Today Monfex is proud to announce a new, highly sought-after feature on our industry-leading cryptocurrency trading platform – the ability to deposit and fund trading accounts with Tether (USDT) and Ethereum (ETH). These two new options work directly to realize our goal of revolutionizing fintech and makes life even more convenient for our clients.
Monfex was started with a clear plan – to make trading and investing as accessible and open as possible for everyone. Our vision is a future where finance is democratized, and anyone who wants to enter the fintech world can do so simply with a click of a button.
We’re far from done – even more deposit methods, coin pairs, and other innovative features are planned for the future. Monfex is the future of finance, and we’re working nonstop to realize our goals.
Deposit and fund trading accounts with Tether, Ethereum, and Bitcoin
Our team at Monfex knows that flexibility grants convenience. That’s why we’ve worked to give our clients the ability to fund their accounts with some of the biggest altcoins in the world. Ethereum holds the number 2 spot by market cap, while it’s estimated that up to 70% of BTC trading is smoothed by Tether liquidity.
The Tether stablecoin and Ethereum represent coins with long histories and wide usage. We’re glad we can give our clients the opportunity to further extend their trading activities with two of the world’s most popular cryptocurrencies.
Monfex leads the industry with its wide selection of popular coin pairs
Tens of thousands of users have discovered for themselves the simplicity, ease of use, and generous terms offered by the Monfex platform. Monfex offers 12 of the most popular cryptocurrency pairs for trade, giving both new and professional traders unparalleled access to the crypto market.
Perpetual Futures Contracts With Up To 50x Leverage
Trade perpetual (non-expiring) futures contracts on 12 of the most popular cryptocurrencies at Monfex. We offer high liquidity and some of the lowest spreads in the business, with leverage up to 1:50. Open long and short positions, gain access to some of the best analysis in finance, and learn to trade like a pro with the help of the Monfex trading academy!
Maximize your profits by selling short with up to 50x leverage
Crypto has historically been a volatile market and with plenty of opportunities for keen-eyed traders to turn a profit. In today’s bear market with substantially lower volatility, some traders have written off crypto until volatility returns to crypto markets. But with Monfex, trading short with leverage gives confident, risk-taking traders the ability to make significant profits on even small price declines.

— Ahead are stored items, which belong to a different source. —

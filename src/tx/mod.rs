//! Transaction submission module with nonce management and gas buffering

mod gas;
mod nonce;
mod sender;

pub use sender::TransactionSender;
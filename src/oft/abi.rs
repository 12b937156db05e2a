//! Hand-rolled ABI encoding for the OFT and ERC-20 calls the bridge makes

use super::types::{FeeQuote, SendParam};
use crate::error::{BridgeError, BridgeResult};

use ethers::abi::{self, ParamType, Token};
use ethers::types::{Address, Bytes, U256};
use lazy_static::lazy_static;
use sha3::{Digest, Keccak256};

const SEND_PARAM: &str = "(uint32,bytes32,uint256,uint256,bytes,bytes,bytes)";

lazy_static! {
    static ref QUOTE_SEND: [u8; 4] = selector(&format!("quoteSend({},bool)", SEND_PARAM));
    static ref SEND: [u8; 4] = selector(&format!("send({},(uint256,uint256),address)", SEND_PARAM));
    static ref TOKEN: [u8; 4] = selector("token()");
    static ref ALLOWANCE: [u8; 4] = selector("allowance(address,address)");
    static ref APPROVE: [u8; 4] = selector("approve(address,uint256)");
    static ref BALANCE_OF: [u8; 4] = selector("balanceOf(address)");
}

/// First four bytes of keccak256 of the function signature
pub fn selector(signature: &str) -> [u8; 4] {
    let mut hasher = Keccak256::new();
    hasher.update(signature.as_bytes());
    let hash = hasher.finalize();
    [hash[0], hash[1], hash[2], hash[3]]
}

fn call(selector: &[u8; 4], args: &[Token]) -> Bytes {
    let mut data = selector.to_vec();
    data.extend(abi::encode(args));
    data.into()
}

fn send_param_token(param: &SendParam) -> Token {
    Token::Tuple(vec![
        Token::Uint(U256::from(param.dst_eid)),
        Token::FixedBytes(param.to.to_vec()),
        Token::Uint(param.amount_ld),
        Token::Uint(param.min_amount_ld),
        Token::Bytes(param.extra_options.to_vec()),
        Token::Bytes(param.compose_msg.to_vec()),
        Token::Bytes(param.oft_cmd.to_vec()),
    ])
}

pub fn encode_quote_send(param: &SendParam, pay_in_lz_token: bool) -> Bytes {
    call(&QUOTE_SEND, &[send_param_token(param), Token::Bool(pay_in_lz_token)])
}

pub fn encode_send(param: &SendParam, fee: &FeeQuote, refund: Address) -> Bytes {
    call(
        &SEND,
        &[
            send_param_token(param),
            Token::Tuple(vec![Token::Uint(fee.native_fee), Token::Uint(fee.lz_token_fee)]),
            Token::Address(refund),
        ],
    )
}

pub fn encode_token() -> Bytes {
    call(&TOKEN, &[])
}

pub fn encode_allowance(owner: Address, spender: Address) -> Bytes {
    call(&ALLOWANCE, &[Token::Address(owner), Token::Address(spender)])
}

pub fn encode_approve(spender: Address, amount: U256) -> Bytes {
    call(&APPROVE, &[Token::Address(spender), Token::Uint(amount)])
}

pub fn encode_balance_of(owner: Address) -> Bytes {
    call(&BALANCE_OF, &[Token::Address(owner)])
}

fn decode(types: &[ParamType], data: &[u8], what: &str) -> BridgeResult<Vec<Token>> {
    abi::decode(types, data)
        .map_err(|e| BridgeError::Contract(format!("Failed to decode {} result: {}", what, e)))
}

pub fn decode_fee_quote(data: &[u8]) -> BridgeResult<FeeQuote> {
    let tokens = decode(
        &[ParamType::Tuple(vec![ParamType::Uint(256), ParamType::Uint(256)])],
        data,
        "quoteSend",
    )?;

    match tokens.as_slice() {
        [Token::Tuple(fields)] => match fields.as_slice() {
            [Token::Uint(native_fee), Token::Uint(lz_token_fee)] => Ok(FeeQuote {
                native_fee: *native_fee,
                lz_token_fee: *lz_token_fee,
            }),
            _ => Err(BridgeError::Contract("Unexpected quoteSend result".to_string())),
        },
        _ => Err(BridgeError::Contract("Unexpected quoteSend result".to_string())),
    }
}

pub fn decode_address(data: &[u8]) -> BridgeResult<Address> {
    match decode(&[ParamType::Address], data, "address")?.as_slice() {
        [Token::Address(address)] => Ok(*address),
        _ => Err(BridgeError::Contract("Unexpected address result".to_string())),
    }
}

pub fn decode_uint(data: &[u8]) -> BridgeResult<U256> {
    match decode(&[ParamType::Uint(256)], data, "uint256")?.as_slice() {
        [Token::Uint(value)] => Ok(*value),
        _ => Err(BridgeError::Contract("Unexpected uint256 result".to_string())),
    }
}
#[derive(Debug, Clone, Deserialize)]
pub struct NetworkConfig {
    /// Messaging endpoint id
    pub eid: u32,
    #[serde(default)]
    pub kind: ChainKind,
    /// EVM chain id used for signing
    #[serde(default)]
    pub chain_id: u64,
    #[serde(default)]
    pub rpc_urls: Vec<String>,
    #[serde(default)]
    pub endpoint_address: Option<String>,
    #[serde(default)]
    pub token_variant: TokenVariant,
    /// Deployment name of the OFT; unused on non-EVM networks
    #[serde(default)]
    pub oft_contract: String,
    #[serde(default)]
    pub gas_price_strategy: GasPriceStrategy,
    #[serde(default = "default_max_gas_price_gwei")]
    pub max_gas_price_gwei: u64,
    #[serde(default = "default_confirmation_blocks")]
    pub confirmation_blocks: u64,
    /// Inline deployment addresses, checked before the deployments directory
    #[serde(default)]
    pub deployments: HashMap<String, String>,
    #[serde(default)]
    pub stack: Option<StackConfig>,
}

/// Chain family of a network. Only EVM networks can be a transfer source;
/// other kinds appear in the graph as remote peers with literal addresses.
#[derive(Debug, Clone, Copy, Deserialize, PartialEq, Eq, Default)]
#[serde(rename_all = "lowercase")]
pub enum ChainKind {
    #[default]
    Evm,
    Solana,
}

/// Whether the source deployment holds balances itself or wraps an existing token
#[derive(Debug, Clone, Copy, Deserialize, PartialEq, Eq, Default)]
#[serde(rename_all = "lowercase")]
pub enum TokenVariant {
    #[default]
    Native,
    Adapter,
}

#[derive(Debug, Clone, Copy, Deserialize, PartialEq, Eq, Default)]
#[serde(rename_all = "lowercase")]
pub enum GasPriceStrategy {
    Legacy,
    #[default]
    Eip1559,
    Arbitrum,
    Optimism,
}

/// Message library, executor and verifier addresses on one chain
#[derive(Debug, Clone, Deserialize)]
pub struct StackConfig {
    pub send_library: String,
    pub receive_library: String,
    pub executor: String,
    /// DVN name -> address
    #[serde(default)]
    pub dvns: HashMap<String, String>,
    #[serde(default)]
    pub grace_period: u64,
    #[serde(default = "default_max_message_size")]
    pub max_message_size: u32,
}

/// An enforced option as written in configuration
#[derive(Debug, Clone, Deserialize)]
pub struct OptionDecl {
    pub msg_type: MessageType,
    pub kind: OptionKind,
    #[serde(default)]
    pub index: Option<u64>,
    pub gas: ConfigUint,
    #[serde(default)]
    pub value: ConfigUint,
}

impl OptionDecl {
    pub fn to_option(&self) -> BridgeResult<EnforcedOption> {
        EnforcedOption::try_new(
            self.msg_type,
            self.kind,
            self.index,
            self.gas.to_u256()?,
            self.value.to_u256()?,
        )
    }
}

/// Unsigned integer given either as a TOML integer or as a decimal/hex string
#[derive(Debug, Clone, Deserialize)]
#[serde(untagged)]
pub enum ConfigUint {
    Int(u64),
    Text(String),
}

impl Default for ConfigUint {
    fn default() -> Self {
        ConfigUint::Int(0)
    }
}

impl ConfigUint {
    pub fn to_u256(&self) -> BridgeResult<U256> {
        match self {
            ConfigUint::Int(value) => Ok(U256::from(*value)),
            ConfigUint::Text(text) => parse_u256(text),
        }
    }
}

#[derive(Debug, Clone, Default, Deserialize)]
pub struct GraphConfig {
    #[serde(default)]
    pub contracts: Vec<PointConfig>,
    #[serde(default)]
    pub pairs: Vec<PairConfig>,
    #[serde(default)]
    pub pathways: Vec<PathwayConfig>,
}

/// Contract on a network, by deployment name or literal address
#[derive(Debug, Clone, Deserialize)]
pub struct PointConfig {
    pub network: String,
    #[serde(default)]
    pub contract: Option<String>,
    #[serde(default)]
    pub address: Option<String>,
}

/// Bidirectional pathway declaration
#[derive(Debug, Clone, Deserialize)]
pub struct PairConfig {
    pub a: PointConfig,
    pub b: PointConfig,
    pub required_dvns: Vec<String>,
    #[serde(default)]
    pub optional_dvns: Vec<String>,
    #[serde(default)]
    pub optional_dvn_threshold: u8,
    /// `[a -> b, b -> a]`
    pub confirmations: [u64; 2],
    /// Option set names, `[a -> b, b -> a]`
    #[serde(default)]
    pub enforced_options: Option<[String; 2]>,
}

/// Single directional pathway declaration
#[derive(Debug, Clone, Deserialize)]
pub struct PathwayConfig {
    pub from: PointConfig,
    pub to: PointConfig,
    #[serde(default)]
    pub security: Option<SecurityDecl>,
    /// Option set name
    #[serde(default)]
    pub enforced_options: Option<String>,
}

/// Security stack overrides; unset fields come from the `from` network's stack
#[derive(Debug, Clone, Deserialize)]
pub struct SecurityDecl {
    pub confirmations: u64,
    pub required_dvns: Vec<String>,
    #[serde(default)]
    pub optional_dvns: Vec<String>,
    #[serde(default)]
    pub optional_dvn_threshold: u8,
    #[serde(default)]
    pub send_library: Option<String>,
    #[serde(default)]
    pub receive_library: Option<String>,
    #[serde(default)]
    pub executor: Option<String>,
    #[serde(default)]
    pub grace_period: Option<u64>,
    #[serde(default)]
    pub max_message_size: Option<u32>,
}

fn default_private_key_env() -> String {
    "PRIVATE_KEY".to_string()
}

fn default_mnemonic_env() -> String {
    "MNEMONIC".to_string()
}

fn default_min_receive_gas() -> u64 {
    65_000
}

fn default_send_timeout_secs() -> u64 {
    30
}

fn default_receipt_timeout_secs() -> u64 {
    180
}

fn default_receipt_poll_interval_ms() -> u64 {
    1_000
}

fn default_gas_limit_buffer_percent() -> u64 {
    20
}

fn default_gas_price_buffer_percent() -> u64 {
    10
}

fn default_deployments_dir() -> PathBuf {
    PathBuf::from("deployments")
}

fn default_max_gas_price_gwei() -> u64 {
    200
}

fn default_confirmation_blocks() -> u64 {
    1
}

fn default_max_message_size() -> u32 {
    crate::graph::DEFAULT_MAX_MESSAGE_SIZE
}
//! Connection graph: directional pathways between OFT deployments
//!
//! The graph is built once from declarations and never mutated afterwards.
//! Construction validates every pathway eagerly; any configuration error
//! aborts the build and no partial graph is returned.

pub mod builder;
pub mod document;
pub mod point;
pub mod security;

pub use builder::GraphDeclarations;
pub use document::GraphDocument;
pub use point::{EndpointPoint, Locator, ResolvedPoint};
pub use security::{DirectionalSecurityConfig, DvnSet, DEFAULT_MAX_MESSAGE_SIZE};

use crate::address::ChainAddress;
use crate::error::{BridgeError, BridgeResult};
use crate::options::{canonicalize, EnforcedOption};
use crate::registry::EndpointRegistry;

use futures::future::try_join_all;
use std::collections::{BTreeMap, BTreeSet, HashMap};
use tracing::debug;

/// A pathway as declared, before endpoint resolution
#[derive(Debug, Clone)]
pub struct PathwayDeclaration {
    pub from: EndpointPoint,
    pub to: EndpointPoint,
    /// `None` means the protocol defaults apply
    pub security: Option<DirectionalSecurityConfig>,
    pub enforced_options: Vec<EnforcedOption>,
}

/// A resolved, validated directional pathway
#[derive(Debug, Clone, PartialEq)]
pub struct Pathway {
    pub from: ResolvedPoint,
    pub to: ResolvedPoint,
    pub security: Option<DirectionalSecurityConfig>,
    /// Canonically ordered
    pub enforced_options: Vec<EnforcedOption>,
}

type PathwayKey = (ResolvedPoint, ResolvedPoint);

/// Immutable set of directional pathways
#[derive(Debug, Clone, Default)]
pub struct ConnectionGraph {
    contracts: BTreeSet<ResolvedPoint>,
    pathways: BTreeMap<PathwayKey, Pathway>,
}

impl ConnectionGraph {
    /// Build a graph from resolved pathways
    pub fn build(pathways: Vec<Pathway>) -> BridgeResult<Self> {
        let mut graph = Self::default();

        for mut pathway in pathways {
            if let Some(ref security) = pathway.security {
                security.validate(pathway.from.eid, pathway.to.eid)?;
            }
            pathway.enforced_options = canonicalize(&pathway.enforced_options)?;

            let key = (pathway.from.clone(), pathway.to.clone());
            if graph.pathways.contains_key(&key) {
                return Err(BridgeError::DuplicatePathway {
                    from: pathway.from.to_string(),
                    to: pathway.to.to_string(),
                });
            }

            graph.contracts.insert(pathway.from.clone());
            graph.contracts.insert(pathway.to.clone());
            graph.pathways.insert(key, pathway);
        }

        debug!(
            "Built connection graph with {} contracts and {} pathways",
            graph.contracts.len(),
            graph.pathways.len()
        );
        Ok(graph)
    }

    /// Resolve declared endpoints through the registry, then build.
    ///
    /// Each distinct endpoint is resolved once.
    pub async fn resolve(
        registry: &dyn EndpointRegistry,
        contracts: Vec<EndpointPoint>,
        declarations: Vec<PathwayDeclaration>,
    ) -> BridgeResult<Self> {
        let mut unique: Vec<EndpointPoint> = Vec::new();
        for point in contracts
            .iter()
            .chain(declarations.iter().flat_map(|d| [&d.from, &d.to]))
        {
            if !unique.contains(point) {
                unique.push(point.clone());
            }
        }

        let resolved = try_join_all(unique.iter().map(|p| resolve_point(registry, p))).await?;
        let lookup: HashMap<&EndpointPoint, ResolvedPoint> =
            unique.iter().zip(resolved).collect();

        let contracts: Vec<ResolvedPoint> = contracts.iter().map(|p| lookup[p].clone()).collect();
        let pathways = declarations
            .into_iter()
            .map(|d| Pathway {
                from: lookup[&d.from].clone(),
                to: lookup[&d.to].clone(),
                security: d.security,
                enforced_options: d.enforced_options,
            })
            .collect();

        // contracts outside every pathway are still listed
        let mut graph = Self::build(pathways)?;
        graph.contracts.extend(contracts);
        Ok(graph)
    }

    /// Look up the pathway for exactly `from -> to`
    pub fn pathway(&self, from: &ResolvedPoint, to: &ResolvedPoint) -> Option<&Pathway> {
        self.pathways.get(&(from.clone(), to.clone()))
    }

    /// All pathways leaving `from`
    pub fn pathways_from(&self, from: &ResolvedPoint) -> impl Iterator<Item = &Pathway> + '_ {
        let from = from.clone();
        self.pathways.values().filter(move |p| p.from == from)
    }

    /// The pathway leaving `from` towards any contract on `dst_eid`
    pub fn route_to(&self, from: &ResolvedPoint, dst_eid: u32) -> Option<&Pathway> {
        self.pathways_from(from).find(|p| p.to.eid == dst_eid)
    }

    /// Find a contract by eid and address
    pub fn contract(&self, eid: u32, address: impl Into<ChainAddress>) -> Option<&ResolvedPoint> {
        let address = address.into();
        self.contracts
            .iter()
            .find(|c| c.eid == eid && c.address == address)
    }

    pub fn contracts(&self) -> impl Iterator<Item = &ResolvedPoint> {
        self.contracts.iter()
    }

    pub fn pathways(&self) -> impl Iterator<Item = &Pathway> {
        self.pathways.values()
    }

    pub fn len(&self) -> usize {
        self.pathways.len()
    }

    pub fn is_empty(&self) -> bool {
        self.pathways.is_empty()
    }
}

async fn resolve_point(
    registry: &dyn EndpointRegistry,
    point: &EndpointPoint,
) -> BridgeResult<ResolvedPoint> {
    match &point.locator {
        Locator::Named(name) => {
            let deployment = registry.resolve_deployment(point.eid, name).await?;
            Ok(ResolvedPoint::new(point.eid, deployment.address, Some(name.clone())))
        }
        Locator::Literal(address) => Ok(ResolvedPoint::new(point.eid, *address, None)),
    }
}

#[cfg(test)]
mod tests {
    use super::*;
    use crate::options::MessageType;
    use crate::registry::{Deployment, MockEndpointRegistry};
    use ethers::types::Address;

    fn addr(n: u64) -> ChainAddress {
        Address::from_low_u64_be(n).into()
    }

    fn point(eid: u32, n: u64) -> ResolvedPoint {
        ResolvedPoint::new(eid, addr(n), None)
    }

    fn pathway(from: ResolvedPoint, to: ResolvedPoint) -> Pathway {
        Pathway {
            from,
            to,
            security: None,
            enforced_options: vec![],
        }
    }

    fn security(required: Vec<ChainAddress>) -> DirectionalSecurityConfig {
        DirectionalSecurityConfig {
            send_library: addr(100),
            receive_library: addr(101),
            grace_period: 0,
            confirmations: 15,
            dvns: DvnSet::new(required, vec![], 0),
            executor: addr(102),
            max_message_size: DEFAULT_MAX_MESSAGE_SIZE,
        }
    }

    #[test]
    fn test_duplicate_pathway_rejected() {
        let a = point(1, 1);
        let b = point(2, 2);
        let err = ConnectionGraph::build(vec![
            pathway(a.clone(), b.clone()),
            pathway(a.clone(), b.clone()),
        ])
        .unwrap_err();
        assert!(matches!(err, BridgeError::DuplicatePathway { .. }));
    }

    #[test]
    fn test_directionality() {
        let a = point(1, 1);
        let b = point(2, 2);
        let graph = ConnectionGraph::build(vec![pathway(a.clone(), b.clone())]).unwrap();

        assert!(graph.pathway(&a, &b).is_some());
        assert!(graph.pathway(&b, &a).is_none());
        assert!(graph.route_to(&a, 2).is_some());
        assert!(graph.route_to(&b, 1).is_none());
        assert_eq!(graph.contracts().count(), 2);
    }

    #[test]
    fn test_route_outlives_lookup_key() {
        let graph = ConnectionGraph::build(vec![pathway(point(1, 1), point(2, 2))]).unwrap();

        let found = {
            let from = point(1, 1);
            graph.route_to(&from, 2)
        };
        assert_eq!(found.map(|p| p.to.eid), Some(2));

        let leaving: Vec<&Pathway> = {
            let from = point(1, 1);
            graph.pathways_from(&from).collect()
        };
        assert_eq!(leaving.len(), 1);
    }

    #[test]
    fn test_reverse_direction_is_independent() {
        let a = point(1, 1);
        let b = point(2, 2);
        let mut forward = pathway(a.clone(), b.clone());
        forward.security = Some(security(vec![addr(9)]));
        let reverse = pathway(b.clone(), a.clone());

        let graph = ConnectionGraph::build(vec![forward, reverse]).unwrap();
        assert_eq!(graph.len(), 2);
        assert!(graph.pathway(&a, &b).unwrap().security.is_some());
        assert!(graph.pathway(&b, &a).unwrap().security.is_none());
    }

    #[test]
    fn test_empty_required_dvns_aborts_build() {
        let mut p = pathway(point(1, 1), point(2, 2));
        p.security = Some(security(vec![]));
        let err = ConnectionGraph::build(vec![p]).unwrap_err();
        assert!(matches!(err, BridgeError::InsufficientDvnQuorum { .. }));
    }

    #[test]
    fn test_options_stored_canonically() {
        let mut p = pathway(point(1, 1), point(2, 2));
        p.enforced_options = vec![
            EnforcedOption::compose(MessageType::Composed, 0, 340_000, 0),
            EnforcedOption::receive(MessageType::Standard, 185_000, 0),
        ];
        let graph = ConnectionGraph::build(vec![p]).unwrap();
        let stored = &graph.pathways().next().unwrap().enforced_options;
        assert_eq!(stored[0].message_type, MessageType::Standard);
    }

    #[tokio::test]
    async fn test_resolve_collapses_names_with_same_address() {
        let mut registry = MockEndpointRegistry::new();
        registry
            .expect_resolve_deployment()
            .returning(|eid, _name| {
                Box::pin(async move {
                    Ok(Deployment {
                        address: Address::from_low_u64_be(eid as u64),
                        abi: None,
                    })
                })
            });

        let named = EndpointPoint::named(1, "AlloOFTUpgradeable");
        let alias = EndpointPoint::named(1, "AlloOFT");
        let remote = EndpointPoint::literal(2, addr(2));

        let err = ConnectionGraph::resolve(
            &registry,
            vec![],
            vec![
                PathwayDeclaration {
                    from: named,
                    to: remote.clone(),
                    security: None,
                    enforced_options: vec![],
                },
                PathwayDeclaration {
                    from: alias,
                    to: remote,
                    security: None,
                    enforced_options: vec![],
                },
            ],
        )
        .await
        .unwrap_err();
        assert!(matches!(err, BridgeError::DuplicatePathway { .. }));
    }

    #[tokio::test]
    async fn test_resolve_propagates_registry_failure() {
        let mut registry = MockEndpointRegistry::new();
        registry
            .expect_resolve_deployment()
            .returning(|eid, name| {
                let message = format!("no deployment {} on eid {}", name, eid);
                Box::pin(async move { Err(BridgeError::UnresolvedNetwork(message)) })
            });

        let err = ConnectionGraph::resolve(
            &registry,
            vec![EndpointPoint::named(7, "AlloOFT")],
            vec![],
        )
        .await
        .unwrap_err();
        assert!(matches!(err, BridgeError::UnresolvedNetwork(_)));
    }
}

Analyze the markets like a pro
Obscure analytical charts, graphs, and strategies are a major turnoff to potential traders.
The Monfex team has thought about this problem for a long time, and we’ve built Monfex’s interface to be as simple and clean as possible – whilst preserving technical analysis features traders are used to from other platforms
With both our simple-to-use platform and ever-growing Monfex Trading Academy, even complete novices can become traders!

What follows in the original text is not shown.